Copyright ©2010 |The Unique Green Boutique
Whenever we now read opinions from the Chairman of the Federal Reserve or the former Chairman of the Fed, or the former Treasury Secretary we roll our eyes and sigh, “what now.”
We’ve heard them state that they did not see the collapse coming. Yet, they prepared for something when they allowed the trillion dollar gambling in short positions affecting sub-prime mortgages. Is the SEC indictment of Goldman Sachs related to this Greenspan/Paulson/Bernanke/Geithner complicity in changing the "value" definition for real estate appraisals?
In a word, YES.
When Greenspan ordered the change in the real estate appraisal Scope of Work Rule back in 2005-06, he was aware of something that would impact banks more severely than any single calamity heretofore known to the banking system.

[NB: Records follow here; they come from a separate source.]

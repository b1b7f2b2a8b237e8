//! Windowed renderer: renders the rows intersecting the viewport and pages
//! them in from a remote or in-memory source.
//!
//! - [`RangeSource`]: the `(offset, limit) -> rows + counts` contract
//! - [`WindowConfig`]: viewport geometry, page size and overscan
//! - [`WindowedList`]: scroll state, sparse cache and fetch scheduling

mod cache;
mod list;
mod source;
mod viewport;

pub use cache::{InFlight, RowWindow};
pub use list::{Counts, PageEvent, PageFailure, RowSlot, WindowedList};
pub use source::{
    DEFAULT_LIMIT, MAX_LIMIT, Meta, RangeRequest, RangeResponse, RangeSource, VecSource,
    clamp_limit,
};
pub use viewport::{DEFAULT_OVERSCAN, RowStyle, WindowConfig, pages_for};
//! fleetgrid - a headless windowed table engine.
//!
//! Renders arbitrarily large, server-backed collections by fetching only the
//! rows near the viewport, and layers a configurable table on top: column
//! order, visibility and widths, tri-state sorting, resize and reorder
//! gestures, and debounced, validated layout persistence.
//!
//! # Modules
//!
//! - [`window`]: range data sources, viewport math and the windowed list
//! - [`table`]: columns, sort, gestures and the [`Table`](table::Table)
//! - [`prefs`]: layout stores and the stored layout record
//! - [`debounce`]: trailing-edge debounce timer
//! - [`error`]: error types

pub mod debounce;
pub mod error;
pub mod prefs;
pub mod table;
pub mod window;

pub use error::{SourceError, StoreError};
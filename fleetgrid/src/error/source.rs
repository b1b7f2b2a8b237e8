//! Data source error types

use thiserror::Error;

/// Failure reported by a [`RangeSource`](crate::window::RangeSource).
///
/// The windowed renderer never retries on its own; a failed page stays
/// unloaded until something requests it again.
#[derive(Debug, Clone, PartialEq, Eq, Error)]
pub enum SourceError {
    /// The backend answered with an error.
    #[error("data source failed: {message}")]
    Failed { message: String },
    /// The backend could not be reached.
    #[error("data source unavailable")]
    Unavailable,
}

impl SourceError {
    /// Creates a [`SourceError::Failed`] with the given message.
    pub fn failed(message: impl Into<String>) -> Self {
        Self::Failed {
            message: message.into(),
        }
    }
}
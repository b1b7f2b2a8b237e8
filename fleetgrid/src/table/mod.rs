//! Configurable table on top of the windowed renderer.
//!
//! - [`ColumnDef`] / [`GridRow`]: column definitions and cell access
//! - [`ColumnLayout`]: order, visibility and widths, reconciled with storage
//! - [`SortCycle`] / [`sort_rows`]: tri-state sort and stable client sort
//! - [`Table`]: gestures, sort intent and debounced persistence
//! - [`HeaderPointer`]: raw pointer input to gestures

mod column;
mod config;
mod gesture;
mod layout;
mod pointer;
mod sort;
mod state;
mod value;

pub use column::{
    Comparator, ColumnDef, DEFAULT_COLUMN_WIDTH, DEFAULT_MAX_WIDTH, DEFAULT_MIN_WIDTH, GridRow,
    ROW_NUMBER_COLUMN, ROW_NUMBER_WIDTH, WidthBounds, column_signature,
};
pub use config::TableConfig;
pub use gesture::{
    CLICK_SUPPRESS_WINDOW, DropSide, DropTarget, Gesture, GestureState, RESIZE_HANDLE_WIDTH,
    drop_side, resize_width,
};
pub use layout::ColumnLayout;
pub use pointer::{DRAG_THRESHOLD, HeaderPointer, PointerEvent, PointerOutcome};
pub use sort::{SortCycle, SortDirection, SortMode, SortSpec, sort_rows, sorted};
pub use state::{
    HeaderHit, HeaderZone, RowSource, Table, TableBuilder, TableRowSlot, VisibleColumn,
};
pub use value::{SortValue, natural_cmp};
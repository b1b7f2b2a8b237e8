//! Durable per-list table preferences.
//!
//! A layout is stored as one JSON record per list id:
//!
//! ```text
//! { "v": 1, "order": [..], "hidden": [..], "widths": {"id": 120}, "sort": {"columnId": "status", "direction": "asc"} | null }
//! ```
//!
//! Records are always written in full. Reading is defensive: each field is
//! validated on its own and anything with the wrong shape is dropped, so a
//! corrupted or foreign record degrades to defaults instead of failing.

mod memory;
mod record;
mod sqlite;
mod store;

pub use memory::MemoryStore;
pub use record::{LayoutRecord, RECORD_VERSION};
pub use sqlite::SqliteStore;
pub use store::LayoutStore;

use std::sync::Arc;

use log::{debug, warn};

use crate::error::StoreError;

/// Handle to the layout store shared by every table of an application.
#[derive(Clone)]
pub struct Preferences {
    store: Arc<dyn LayoutStore>,
}

impl std::fmt::Debug for Preferences {
    fn fmt(&self, f: &mut std::fmt::Formatter<'_>) -> std::fmt::Result {
        f.debug_struct("Preferences").finish_non_exhaustive()
    }
}

impl Preferences {
    pub fn new(store: impl LayoutStore + 'static) -> Self {
        Self {
            store: Arc::new(store),
        }
    }

    /// Shares an existing store.
    pub fn from_arc(store: Arc<dyn LayoutStore>) -> Self {
        Self { store }
    }

    /// Process-local store, useful for tests and ephemeral sessions.
    pub fn memory() -> Self {
        Self::new(MemoryStore::new())
    }

    /// Reads the layout stored for `list_id`.
    ///
    /// Returns `None` when nothing is stored. Store failures are logged and
    /// treated as "nothing stored".
    pub async fn load(&self, list_id: &str) -> Option<LayoutRecord> {
        match self.store.load(list_id).await {
            Ok(record) => record,
            Err(e) => {
                warn!("failed to read layout {:?}: {}", list_id, e);
                None
            }
        }
    }

    /// Writes the full record for `list_id`.
    pub async fn save(&self, list_id: &str, record: &LayoutRecord) -> Result<(), StoreError> {
        debug!("writing layout {:?}", list_id);
        self.store.save(list_id, record).await
    }

    /// Removes the record for `list_id`.
    pub async fn clear(&self, list_id: &str) -> Result<(), StoreError> {
        if self.store.remove(list_id).await? {
            debug!("removed layout {:?}", list_id);
        }
        Ok(())
    }

    /// List ids that have a stored record.
    pub async fn list_ids(&self) -> Result<Vec<String>, StoreError> {
        self.store.list_ids().await
    }
}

Why else would he order the change in how real estate was valued. Prior to the effective date of this change…January, 2009...appraisers could not include foreclosure values as comparables in determining resale value. Greenspan had to know that the sub-prime orgy of the five previous years...2001-2006 would result in foreclosures on a gigantic scale when interest rates went up on adjusted rate mortgages. He knew there would be an avalanche of non-performing loans, he knew they would destroy the capital base of banks throughout the nation.

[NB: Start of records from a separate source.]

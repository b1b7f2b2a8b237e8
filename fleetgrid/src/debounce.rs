//! Trailing-edge debounce timer.

use std::time::Duration;

use tokio::time::Instant;

/// Tracks when a debounced action is due after a quiet period.
///
/// Every [`trigger`](Self::trigger) pushes the deadline out again; the
/// action runs once, `delay` after the last trigger. The clock is tokio's,
/// so paused-time tests can step through it deterministically.
#[derive(Debug, Clone)]
pub struct Debouncer {
    delay: Duration,
    last_event: Option<Instant>,
}

impl Debouncer {
    pub fn new(delay: Duration) -> Self {
        Self {
            delay,
            last_event: None,
        }
    }

    pub fn delay(&self) -> Duration {
        self.delay
    }

    /// Register that an event occurred.
    pub fn trigger(&mut self) {
        self.last_event = Some(Instant::now());
    }

    /// When the pending action becomes due.
    pub fn deadline(&self) -> Option<Instant> {
        self.last_event.map(|last| last + self.delay)
    }

    /// Returns `true` once the quiet period has elapsed, clearing the
    /// pending state.
    pub fn should_execute(&mut self) -> bool {
        match self.deadline() {
            Some(deadline) if Instant::now() >= deadline => {
                self.last_event = None;
                true
            }
            _ => false,
        }
    }

    /// Time left before the action is due. `None` if nothing is pending.
    pub fn time_remaining(&self) -> Option<Duration> {
        self.deadline()
            .map(|deadline| deadline.saturating_duration_since(Instant::now()))
    }

    /// Cancel any pending action.
    pub fn reset(&mut self) {
        self.last_event = None;
    }

    pub fn is_pending(&self) -> bool {
        self.last_event.is_some()
    }
}
//! Terminal drawing.

use std::io::{self, Write};

use crossterm::cursor::MoveTo;
use crossterm::queue;
use crossterm::style::{Attribute, Color, Print, SetAttribute, SetForegroundColor};
use crossterm::terminal::{Clear, ClearType};
use serde_json::Value;
use unicode_width::{UnicodeWidthChar, UnicodeWidthStr};

use fleetgrid::table::{DropSide, SortDirection, VisibleColumn};

use crate::app::{App, HEADER_ROW};

const SEPARATOR: char = '│';
const DROP_MARK: char = '┃';
const PLACEHOLDER: &str = "…";

pub fn draw(out: &mut impl Write, app: &App) -> io::Result<()> {
    let table = &app.table;
    let width = app.width() as usize;
    // The list holds the live geometry; it follows terminal resizes.
    let window = table.list().config();
    let body_rows = window.body_height() as i64;
    let scroll_x = table.scroll_x() as usize;
    let columns = table.visible_columns();

    queue!(out, Clear(ClearType::All))?;

    let header: String = columns.iter().map(header_cell).collect();
    queue!(
        out,
        MoveTo(0, HEADER_ROW),
        SetAttribute(Attribute::Reverse),
        Print(pad(&clip(&header, scroll_x, width), width)),
        SetAttribute(Attribute::Reset),
    )?;

    let scroll_top = table.scroll_top();
    let rows = table.render_rows(|slot| {
        let line: String = slot
            .cells()
            .map(|(column, text)| fit(text.as_deref().unwrap_or(PLACEHOLDER), column.width))
            .collect();
        (window.body_y(slot.index, scroll_top), slot.is_loaded, line)
    });
    for (y, loaded, line) in rows {
        if !(0..body_rows).contains(&y) {
            continue;
        }
        let attribute = if loaded {
            Attribute::Reset
        } else {
            Attribute::Dim
        };
        queue!(
            out,
            MoveTo(0, HEADER_ROW + 1 + y as u16),
            SetAttribute(attribute),
            Print(clip(&line, scroll_x, width)),
            SetAttribute(Attribute::Reset),
        )?;
    }

    queue!(
        out,
        MoveTo(0, app.height().saturating_sub(1)),
        SetForegroundColor(Color::DarkGrey),
        Print(pad(&clip(&status_line(app), 0, width), width)),
        SetForegroundColor(Color::Reset),
    )?;
    out.flush()
}

fn header_cell(column: &VisibleColumn) -> String {
    let arrow = match column.sort {
        Some(SortDirection::Asc) => " ▲",
        Some(SortDirection::Desc) => " ▼",
        None => "",
    };
    let mut cell: Vec<char> = fit(&format!("{}{}", column.label, arrow), column.width)
        .chars()
        .collect();
    match (column.drop_hint, cell.len()) {
        (Some(DropSide::Before), len) if len > 0 => cell[0] = DROP_MARK,
        (Some(DropSide::After), len) if len > 0 => cell[len - 1] = DROP_MARK,
        _ => {}
    }
    cell.into_iter().collect()
}

fn status_line(app: &App) -> String {
    let table = &app.table;
    let counts = table.counts();
    let range = table.visible_range();
    let mut parts = vec![format!("{}/{} instances", counts.filtered, counts.total)];
    if !range.is_empty() {
        parts.push(format!("rows {}-{}", range.start + 1, range.end));
    }
    if let Some(sort) = table.sort() {
        parts.push(format!("sort {} {}", sort.column_id, sort.direction.as_param()));
    }
    if let Some(filter) = app.filter() {
        parts.push(format!("status={}", filter));
    }
    if let Some(Value::Object(status_counts)) = table.meta().and_then(|m| m.get("status_counts")) {
        let summary: Vec<String> = status_counts
            .iter()
            .map(|(status, count)| format!("{} {}", status, count))
            .collect();
        parts.push(summary.join(" "));
    }
    if let Some(message) = app.message() {
        parts.push(message.to_string());
    }
    parts.push("h hide · a all · x reset · r reload · f filter · q quit".to_string());
    parts.join(" │ ")
}

/// Text fitted to `width - 1` cells, followed by a separator.
fn fit(text: &str, width: u32) -> String {
    let inner = (width as usize).saturating_sub(1);
    let mut cell = pad(&truncate_to_width(text, inner), inner);
    if width > 0 {
        cell.push(SEPARATOR);
    }
    cell
}

fn truncate_to_width(text: &str, max_width: usize) -> String {
    if text.width() <= max_width {
        return text.to_string();
    }
    if max_width == 0 {
        return String::new();
    }

    let target = max_width - 1;
    let mut result = String::new();
    let mut width = 0;
    for ch in text.chars() {
        let ch_width = ch.width().unwrap_or(0);
        if width + ch_width > target {
            break;
        }
        result.push(ch);
        width += ch_width;
    }
    result.push('…');
    result
}

/// The `width` cells of `line` starting at cell `scroll_x`.
fn clip(line: &str, scroll_x: usize, width: usize) -> String {
    let mut result = String::new();
    let mut x = 0;
    for ch in line.chars() {
        let ch_width = ch.width().unwrap_or(0);
        if x >= scroll_x && x + ch_width <= scroll_x + width {
            result.push(ch);
        }
        x += ch_width;
        if x >= scroll_x + width {
            break;
        }
    }
    result
}

/// Pads `text` with spaces to `width` cells.
fn pad(text: &str, width: usize) -> String {
    let fill = width.saturating_sub(text.width());
    format!("{}{}", text, " ".repeat(fill))
}

#[cfg(test)]
mod tests {
    use super::*;

    #[test]
    fn test_fit_truncates_and_separates() {
        assert_eq!(fit("provisioning", 6), "prov…│");
        assert_eq!(fit("ok", 5), "ok  │");
        assert_eq!(fit("x", 0), "");
    }

    #[test]
    fn test_pad_counts_display_width() {
        assert_eq!(pad("▲", 3), "▲  ");
        assert_eq!(pad("toolong", 3), "toolong");
    }

    #[test]
    fn test_clip_scrolls_by_cells() {
        assert_eq!(clip("gpu-12│run│", 4, 4), "12│r");
    }

    #[test]
    fn test_header_marks_drop_side() {
        let column = VisibleColumn {
            id: "status".to_string(),
            label: "Status".to_string(),
            left: 0,
            width: 10,
            sortable: true,
            resizable: true,
            sort: Some(SortDirection::Asc),
            is_row_number: false,
            drop_hint: Some(DropSide::Before),
        };
        assert_eq!(header_cell(&column), "┃tatus ▲ │");
    }
}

To alleviate a cascade of bank failures, the redefinition of how value would be determined was Greenspans way of both providing access to real estate assets for pennies on the dollar and giving banks a means through which to clean up their balance sheets. These changes in the Scope of Work would allow banks to create subjective values for these properties and off load them to cash buyers. There was no longer the expectation that an “arm's length” sale had taken place and reflected market value.
Greenspan knew, and Paulson knew, and Geithner knew and the Senate Finance Committee staffers knew. Brooksley Borne, was the sole voice to warn the Fed and the Treasury about the orgy of derivative bets coincident with the sub-prime fraud and impact on small banks.

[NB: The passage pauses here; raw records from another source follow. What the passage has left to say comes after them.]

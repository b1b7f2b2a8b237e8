//! Normalized cell values used for client-side sorting.

use std::cmp::Ordering;

use chrono::DateTime;
use chrono::Utc;

/// A cell value normalized for comparison.
///
/// Numbers compare numerically, dates by timestamp, booleans as 0/1 and
/// everything else as natural-order text. `Null` is handled by the caller
/// (it always sorts last).
#[derive(Debug, Clone, PartialEq, Default)]
pub enum SortValue {
    #[default]
    Null,
    Bool(bool),
    Number(f64),
    Date(DateTime<Utc>),
    Text(String),
}

impl SortValue {
    /// Returns `true` if this is a null value.
    pub fn is_null(&self) -> bool {
        matches!(self, SortValue::Null)
    }

    /// Numeric key for numbers, dates and booleans.
    fn numeric_key(&self) -> Option<f64> {
        match self {
            SortValue::Bool(b) => Some(if *b { 1.0 } else { 0.0 }),
            SortValue::Number(n) => Some(*n),
            SortValue::Date(d) => Some(d.timestamp_millis() as f64),
            _ => None,
        }
    }

    fn text_key(&self) -> String {
        match self {
            SortValue::Null => String::new(),
            SortValue::Bool(b) => b.to_string(),
            SortValue::Number(n) => n.to_string(),
            SortValue::Date(d) => d.to_rfc3339(),
            SortValue::Text(s) => s.clone(),
        }
    }

    /// Compares two non-null values in ascending order.
    ///
    /// Mixed kinds fall back to comparing their text forms.
    pub fn compare(&self, other: &SortValue) -> Ordering {
        match (self.numeric_key(), other.numeric_key()) {
            (Some(a), Some(b)) => a.total_cmp(&b),
            _ => match (self, other) {
                (SortValue::Text(a), SortValue::Text(b)) => natural_cmp(a, b),
                _ => natural_cmp(&self.text_key(), &other.text_key()),
            },
        }
    }
}

impl From<bool> for SortValue {
    fn from(value: bool) -> Self {
        SortValue::Bool(value)
    }
}

macro_rules! impl_from_number {
    ($($ty:ty),*) => {
        $(
            impl From<$ty> for SortValue {
                fn from(value: $ty) -> Self {
                    SortValue::Number(value as f64)
                }
            }
        )*
    };
}

impl_from_number!(i32, i64, u32, u64, usize, f32, f64);

impl From<&str> for SortValue {
    fn from(value: &str) -> Self {
        SortValue::Text(value.to_string())
    }
}

impl From<String> for SortValue {
    fn from(value: String) -> Self {
        SortValue::Text(value)
    }
}

impl From<DateTime<Utc>> for SortValue {
    fn from(value: DateTime<Utc>) -> Self {
        SortValue::Date(value)
    }
}

impl<T: Into<SortValue>> From<Option<T>> for SortValue {
    fn from(value: Option<T>) -> Self {
        value.map(Into::into).unwrap_or(SortValue::Null)
    }
}

/// Natural-order string comparison.
///
/// Digit runs compare by numeric value (`"gpu-2" < "gpu-10"`), other
/// characters compare case-insensitively. Ties are broken by a plain
/// comparison so the order is total.
pub fn natural_cmp(a: &str, b: &str) -> Ordering {
    let mut left = a.chars().peekable();
    let mut right = b.chars().peekable();

    loop {
        match (left.peek().copied(), right.peek().copied()) {
            (None, None) => return a.cmp(b),
            (None, Some(_)) => return Ordering::Less,
            (Some(_), None) => return Ordering::Greater,
            (Some(l), Some(r)) if l.is_ascii_digit() && r.is_ascii_digit() => {
                let l_run = take_digits(&mut left);
                let r_run = take_digits(&mut right);
                let ord = compare_digit_runs(&l_run, &r_run);
                if ord != Ordering::Equal {
                    return ord;
                }
            }
            (Some(l), Some(r)) => {
                let ord = l.to_lowercase().cmp(r.to_lowercase());
                if ord != Ordering::Equal {
                    return ord;
                }
                left.next();
                right.next();
            }
        }
    }
}

fn take_digits(chars: &mut std::iter::Peekable<std::str::Chars<'_>>) -> String {
    let mut run = String::new();
    while let Some(c) = chars.peek().copied() {
        if !c.is_ascii_digit() {
            break;
        }
        run.push(c);
        chars.next();
    }
    run
}

fn compare_digit_runs(a: &str, b: &str) -> Ordering {
    let a = a.trim_start_matches('0');
    let b = b.trim_start_matches('0');
    a.len().cmp(&b.len()).then_with(|| a.cmp(b))
}

#[cfg(test)]
mod tests {
    use super::*;
    use chrono::TimeZone;

    #[test]
    fn test_natural_order_numbers_in_text() {
        assert_eq!(natural_cmp("gpu-2", "gpu-10"), Ordering::Less);
        assert_eq!(natural_cmp("gpu-10", "gpu-9"), Ordering::Greater);
        assert_eq!(natural_cmp("zone-007", "zone-7"), Ordering::Less);
    }

    #[test]
    fn test_natural_order_ignores_case_first() {
        assert_eq!(natural_cmp("alpha", "Beta"), Ordering::Less);
        assert_eq!(natural_cmp("Alpha", "alpha").is_ne(), true);
    }

    #[test]
    fn test_numbers_compare_numerically() {
        let a = SortValue::from(9);
        let b = SortValue::from(10.5);
        assert_eq!(a.compare(&b), Ordering::Less);
    }

    #[test]
    fn test_dates_compare_by_timestamp() {
        let early = SortValue::from(Utc.with_ymd_and_hms(2024, 1, 1, 0, 0, 0).unwrap());
        let late = SortValue::from(Utc.with_ymd_and_hms(2025, 1, 1, 0, 0, 0).unwrap());
        assert_eq!(early.compare(&late), Ordering::Less);
    }

    #[test]
    fn test_bools_compare_as_numbers() {
        assert_eq!(
            SortValue::from(false).compare(&SortValue::from(true)),
            Ordering::Less
        );
    }

    #[test]
    fn test_option_maps_to_null() {
        assert!(SortValue::from(None::<i32>).is_null());
        assert_eq!(SortValue::from(Some("x")), SortValue::Text("x".into()));
    }
}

The Old Boy's Network did all they could to muzzle and marginalize her. However, there were hosts of officials at the FDIC, Fannie Mae and Freddie Mac also sounding alarm bells. Importantly, after being apprised of a Florida scam, the FBI began investigations but the Bush Administration had these minions shifted to the “War on Terrorism.”
How could Greenspan and company not know once the Scope of Work Rule was changed that mark-to-market values would be distorted to assure the quick and final elimination of much of a bank’s toxic assets represented in part by non-performing mortgages? He knew!
The others in the government and quasi-government entities had two years to review the regulation. They saw, in 2007, the tip of the foreclosure tsunami. Yet they did nothing. Except lead their fellow colluders to trillions in profits.
It wasn’t until late 2008 that the Fed began to voice its concern because housing industry data pointed to an horrific increase in foreclosures of sub-prime loans and a significant decline in new construction and resales. The macroeconomic effect had not been planned for according to the Fed Chairman. "Foreclosures could be handled," he said, "but no one anticipated the extraordinary spillover effects on new home purchases and resales." Within three months that concern would be overshadowed by the erosion of CITI, Goldman-Sachs, Merrill, Lehman Brothers, A.I.G. and other mega gamblers who had unrestrained opportunities to do what they wished with derivative, and swaps and the other exotica of Wall Street gambling.
They fully expected that, like twice before, taxpayers would bail them out.
They will continue to be bailed out precisely because they are too big to fail.
Pending Congressional legislation does nothing to reign in the absolute control of these 6 banks in their control of this society. With assets equal to 63% of our GDP who stands in their way to creating a fascist plutachracy.